Lines with "PartialEq": please show every one of them from the listing below.

=== Section Start ===

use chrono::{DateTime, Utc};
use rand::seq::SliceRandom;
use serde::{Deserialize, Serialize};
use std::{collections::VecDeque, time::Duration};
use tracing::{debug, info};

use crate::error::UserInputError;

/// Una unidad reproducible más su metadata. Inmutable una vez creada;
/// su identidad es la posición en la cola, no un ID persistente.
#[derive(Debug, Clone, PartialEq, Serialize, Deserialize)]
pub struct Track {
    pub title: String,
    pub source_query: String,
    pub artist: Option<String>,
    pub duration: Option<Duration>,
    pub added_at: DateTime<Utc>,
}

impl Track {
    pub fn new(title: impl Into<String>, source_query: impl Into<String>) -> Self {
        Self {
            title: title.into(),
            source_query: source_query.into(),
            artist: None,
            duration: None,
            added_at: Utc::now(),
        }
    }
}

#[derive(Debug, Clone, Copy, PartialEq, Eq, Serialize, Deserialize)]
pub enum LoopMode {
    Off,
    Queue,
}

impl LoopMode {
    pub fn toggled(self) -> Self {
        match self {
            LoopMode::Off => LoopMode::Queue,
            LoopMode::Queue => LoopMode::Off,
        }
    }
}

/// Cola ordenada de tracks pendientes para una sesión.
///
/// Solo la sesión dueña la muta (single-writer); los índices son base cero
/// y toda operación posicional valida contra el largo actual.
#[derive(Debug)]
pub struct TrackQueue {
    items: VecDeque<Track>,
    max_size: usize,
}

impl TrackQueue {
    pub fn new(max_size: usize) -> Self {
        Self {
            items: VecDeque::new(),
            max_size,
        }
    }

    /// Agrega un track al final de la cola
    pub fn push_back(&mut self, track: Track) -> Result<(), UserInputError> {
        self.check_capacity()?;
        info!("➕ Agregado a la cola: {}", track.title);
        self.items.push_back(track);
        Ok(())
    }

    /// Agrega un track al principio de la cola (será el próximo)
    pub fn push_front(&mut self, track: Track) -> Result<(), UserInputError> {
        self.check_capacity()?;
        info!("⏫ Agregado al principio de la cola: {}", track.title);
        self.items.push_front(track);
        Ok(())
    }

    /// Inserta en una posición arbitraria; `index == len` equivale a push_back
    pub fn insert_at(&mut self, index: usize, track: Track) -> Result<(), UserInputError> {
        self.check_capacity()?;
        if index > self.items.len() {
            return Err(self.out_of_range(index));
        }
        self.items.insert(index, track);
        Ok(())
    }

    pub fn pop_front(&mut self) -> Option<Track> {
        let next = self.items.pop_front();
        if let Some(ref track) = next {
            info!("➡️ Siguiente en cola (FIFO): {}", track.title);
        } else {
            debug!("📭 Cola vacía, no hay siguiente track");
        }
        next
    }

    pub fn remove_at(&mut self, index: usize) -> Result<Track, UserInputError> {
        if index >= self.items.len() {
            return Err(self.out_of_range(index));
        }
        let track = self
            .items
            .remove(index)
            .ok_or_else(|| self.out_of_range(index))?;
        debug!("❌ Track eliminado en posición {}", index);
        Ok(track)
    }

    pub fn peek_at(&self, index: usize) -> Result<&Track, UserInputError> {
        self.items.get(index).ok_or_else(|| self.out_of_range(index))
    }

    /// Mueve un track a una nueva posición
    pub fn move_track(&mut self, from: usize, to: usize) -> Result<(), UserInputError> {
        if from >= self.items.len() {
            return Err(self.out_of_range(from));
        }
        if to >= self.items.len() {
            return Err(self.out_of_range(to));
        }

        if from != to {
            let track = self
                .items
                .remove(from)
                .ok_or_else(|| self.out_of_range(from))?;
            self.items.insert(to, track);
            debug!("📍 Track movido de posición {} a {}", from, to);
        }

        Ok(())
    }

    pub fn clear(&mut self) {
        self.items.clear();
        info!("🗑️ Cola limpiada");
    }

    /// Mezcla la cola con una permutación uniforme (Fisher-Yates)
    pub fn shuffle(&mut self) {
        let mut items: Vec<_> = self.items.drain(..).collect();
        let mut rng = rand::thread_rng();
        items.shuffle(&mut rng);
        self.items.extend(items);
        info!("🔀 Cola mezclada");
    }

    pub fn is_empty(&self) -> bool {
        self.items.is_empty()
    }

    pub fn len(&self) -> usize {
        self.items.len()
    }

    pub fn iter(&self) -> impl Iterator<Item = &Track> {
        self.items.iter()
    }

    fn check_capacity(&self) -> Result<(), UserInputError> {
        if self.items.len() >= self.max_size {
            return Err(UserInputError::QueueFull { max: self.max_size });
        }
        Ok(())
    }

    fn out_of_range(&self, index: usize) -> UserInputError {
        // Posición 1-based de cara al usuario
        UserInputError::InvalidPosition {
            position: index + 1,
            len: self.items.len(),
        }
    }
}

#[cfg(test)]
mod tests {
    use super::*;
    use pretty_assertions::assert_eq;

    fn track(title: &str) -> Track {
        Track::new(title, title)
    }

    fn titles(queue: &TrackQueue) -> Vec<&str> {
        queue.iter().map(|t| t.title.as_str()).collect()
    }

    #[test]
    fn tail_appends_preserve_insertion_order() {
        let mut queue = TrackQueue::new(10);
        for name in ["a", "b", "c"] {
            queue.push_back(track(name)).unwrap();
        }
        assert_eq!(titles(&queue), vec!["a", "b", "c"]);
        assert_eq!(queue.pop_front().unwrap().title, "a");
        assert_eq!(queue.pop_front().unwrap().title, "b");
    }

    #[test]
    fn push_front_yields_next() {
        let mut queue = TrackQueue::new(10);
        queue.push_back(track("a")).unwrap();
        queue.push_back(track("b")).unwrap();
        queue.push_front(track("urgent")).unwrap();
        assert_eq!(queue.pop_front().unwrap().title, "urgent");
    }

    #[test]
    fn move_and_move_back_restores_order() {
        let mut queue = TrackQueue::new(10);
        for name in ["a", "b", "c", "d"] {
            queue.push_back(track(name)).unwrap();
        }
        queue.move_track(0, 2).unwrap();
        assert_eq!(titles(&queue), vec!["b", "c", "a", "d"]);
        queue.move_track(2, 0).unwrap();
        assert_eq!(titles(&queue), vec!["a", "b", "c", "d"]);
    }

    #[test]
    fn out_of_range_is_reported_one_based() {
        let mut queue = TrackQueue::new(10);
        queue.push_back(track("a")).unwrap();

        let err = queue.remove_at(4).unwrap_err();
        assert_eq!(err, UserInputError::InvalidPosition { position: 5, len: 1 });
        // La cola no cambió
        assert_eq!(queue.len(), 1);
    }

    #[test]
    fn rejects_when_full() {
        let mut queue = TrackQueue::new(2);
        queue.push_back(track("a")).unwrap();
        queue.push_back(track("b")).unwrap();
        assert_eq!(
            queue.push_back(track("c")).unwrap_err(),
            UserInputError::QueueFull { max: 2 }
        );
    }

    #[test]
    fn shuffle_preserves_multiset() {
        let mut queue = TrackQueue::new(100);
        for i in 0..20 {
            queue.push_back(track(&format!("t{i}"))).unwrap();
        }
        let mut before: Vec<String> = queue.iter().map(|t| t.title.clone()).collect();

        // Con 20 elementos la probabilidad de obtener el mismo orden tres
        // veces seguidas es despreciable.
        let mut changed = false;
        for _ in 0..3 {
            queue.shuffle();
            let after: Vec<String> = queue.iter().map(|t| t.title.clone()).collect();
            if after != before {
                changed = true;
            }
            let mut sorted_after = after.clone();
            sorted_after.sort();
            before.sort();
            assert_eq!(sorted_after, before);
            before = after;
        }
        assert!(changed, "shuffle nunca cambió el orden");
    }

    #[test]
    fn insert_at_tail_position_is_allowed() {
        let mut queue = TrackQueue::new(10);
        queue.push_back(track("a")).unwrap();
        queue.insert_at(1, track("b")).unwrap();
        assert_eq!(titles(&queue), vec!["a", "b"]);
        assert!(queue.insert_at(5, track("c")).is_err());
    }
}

=== Section End ===

Reply to the exercise -
#[derive(Debug, Clone, PartialEq, Serialize, Deserialize)]
#[derive(Debug, Clone, Copy, PartialEq, Eq, Serialize, Deserialize)]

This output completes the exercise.